Not surprisingly, most of these quant analysts and traders remain well outside the realm of New York’s startup ecosystem – no founder is going to be able to convince a Wall Street developer, no matter how promising or how interesting their business idea, to give up the multi-million dollar rewards that come with life on the front lines of the financial services industry.
But the rise of the quant class did something else, perhaps even more important for the New York tech ecosystem: it brought a generation of tech-minded developers and engineers to the area en masse for the first time.
It also helped seed the city’s growing financial technology industry, those startups focused on serving the banks and money managers, as wave after wave of Wall Street layoffs sent thousands of former quants packing following the 2008 downturn. These “fintech” companies have become a particularly large part of the city’s technology ecosystem, primarily because of finance’s traditional role in the New York economy and the opportunities that exist in the city for entrepreneurs to find new clients and exploit new markets.
“It’s tremendous,” says Greg Neufeld, of the fintech segment, which has been a cornerstone of the New York tech scene since the 1990s. “Everybody wants to make that changeover, or at least wants to get their finger into the cookie jar. It’s a very interesting dynamic right now.”

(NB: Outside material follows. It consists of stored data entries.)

//! Keybinding file loader builder.
//!
//! Invariants / Assumptions:
//! - `with_path` beats `from_env`, which beats the platform default.
//! - Strict loading fails on the first invalid entry; lenient loading leaves
//!   per-entry validation to the caller.

use std::path::{Path, PathBuf};

use super::env::{KEYBINDINGS_PATH_ENV, env_var_or_none};
use super::error::ConfigError;
use super::path::default_keybindings_path;
use crate::constants::CURRENT_VERSION;
use crate::keybind::validate_file;
use crate::types::KeybindingsFile;

/// Loader that locates and reads the keybinding file.
#[derive(Debug, Clone, Default)]
pub struct ConfigLoader {
    config_path: Option<PathBuf>,
    strict: bool,
}

impl ConfigLoader {
    /// Create a loader that reads from the platform default location.
    pub fn new() -> Self {
        Self::default()
    }

    /// Read from `path` instead of the default location.
    pub fn with_path(mut self, path: PathBuf) -> Self {
        self.config_path = Some(path);
        self
    }

    /// Use `GITVIEW_KEYBINDINGS_PATH` when no path has been set yet.
    pub fn from_env(mut self) -> Self {
        if self.config_path.is_none()
            && let Some(path) = env_var_or_none(KEYBINDINGS_PATH_ENV)
        {
            self.config_path = Some(PathBuf::from(path));
        }
        self
    }

    /// Reject the whole file if any entry fails syntax validation.
    pub fn strict(mut self, strict: bool) -> Self {
        self.strict = strict;
        self
    }

    /// The explicitly requested path, if any.
    pub fn config_path(&self) -> Option<&Path> {
        self.config_path.as_deref()
    }

    /// The path `load` will read.
    pub fn resolve_path(&self) -> Result<PathBuf, ConfigError> {
        match &self.config_path {
            Some(path) => Ok(path.clone()),
            None => default_keybindings_path(),
        }
    }

    /// Load the keybinding file.
    ///
    /// Returns `Ok(None)` when no path was requested and the default file
    /// does not exist.
    ///
    /// # Errors
    ///
    /// Returns an error if the file cannot be read or parsed, declares an
    /// unsupported version, or (in strict mode) contains an invalid entry.
    pub fn load(&self) -> Result<Option<KeybindingsFile>, ConfigError> {
        let path = self.resolve_path()?;

        if self.config_path.is_none() && !path.exists() {
            tracing::debug!(path = %path.display(), "no keybinding file found, using defaults");
            return Ok(None);
        }

        let file = load_from_path(&path)?;

        if self.strict
            && let Some((index, source)) = validate_file(&file).into_iter().next()
        {
            return Err(ConfigError::InvalidKeybinding {
                path,
                index,
                source,
            });
        }

        tracing::debug!(
            path = %path.display(),
            entries = file.bindings.len(),
            "loaded keybinding file"
        );
        Ok(Some(file))
    }
}

/// Read and parse the keybinding file at `path`.
///
/// # Errors
///
/// Returns an error if the file cannot be read, is not valid JSON for the
/// keybinding format, or declares a version newer than this build supports.
pub fn load_from_path(path: &Path) -> Result<KeybindingsFile, ConfigError> {
    let content = std::fs::read_to_string(path).map_err(|source| ConfigError::ConfigFileRead {
        path: path.to_path_buf(),
        source,
    })?;

    let file: KeybindingsFile =
        serde_json::from_str(&content).map_err(|source| ConfigError::ConfigFileParse {
            path: path.to_path_buf(),
            source,
        })?;

    if file.version > CURRENT_VERSION {
        return Err(ConfigError::UnsupportedVersion {
            path: path.to_path_buf(),
            version: file.version,
            supported: CURRENT_VERSION,
        });
    }

    Ok(file)
}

Neufeld is the managing partner and founder of ValueStream Labs, a fintech-focused accelerator and investment fund in the city’s Meatpacking District. The firm’s offices were spare when I visited – just a few open offices carved out of a converted loft space, with exposed brick walls, plank flooring, and windows overlooking the midday activity on 14th street. The Hudson River is about a block away.
“They all want to get out,” Neufeld says of the bankers he talks to regularly who are interested in going to work for a startup. Layoffs on Wall Street have only accelerated these calls, he says. “And the guys who are higher on the food chain, they want to invest in these companies and stay in the cushy managing director roles where they are now. We’re kind of appealing a little bit to that group by allowing them to invest in the rounds for the companies that we work with here at ValueStream. So basically, we’re looking for the guys who can be the triple threat: the customer, the advisor, and the investor. And there’s a lot of them floating around.”
The fintech sector itself is changing too, he says.
Although entrepreneurs have long targeted Wall Street firms with their innovations – dating all the way back to Bloomberg’s original computerized market data terminals in the early-1980s -- the natural progression of technology has accelerated in recent years, bringing mobile, tablet and other options to the wider world and putting pressure on financial firm to catch up and bring their notoriously conservative operations into the 21st century.
“Like the consumerization of IT is a big trend now,” Neufeld says, “so are people saying, ‘OK, I can do this on my smartphone; why can’t I do this in my work?’ And so you’re going to see more of those Web-enabled platforms that are less expensive to build going on top of the already existing infrastructure, and for most companies that just means, you know, a website. It goes without saying that mobility is a big part of that. And the ‘bring your own device’ movement gets some of these consumer type of platforms that are already working in consumer markets and we can actually reposition them for the institutional side. Figure out licensing deals and ways to create a new source of revenue, which tends to be a lot higher than in the consumer space.”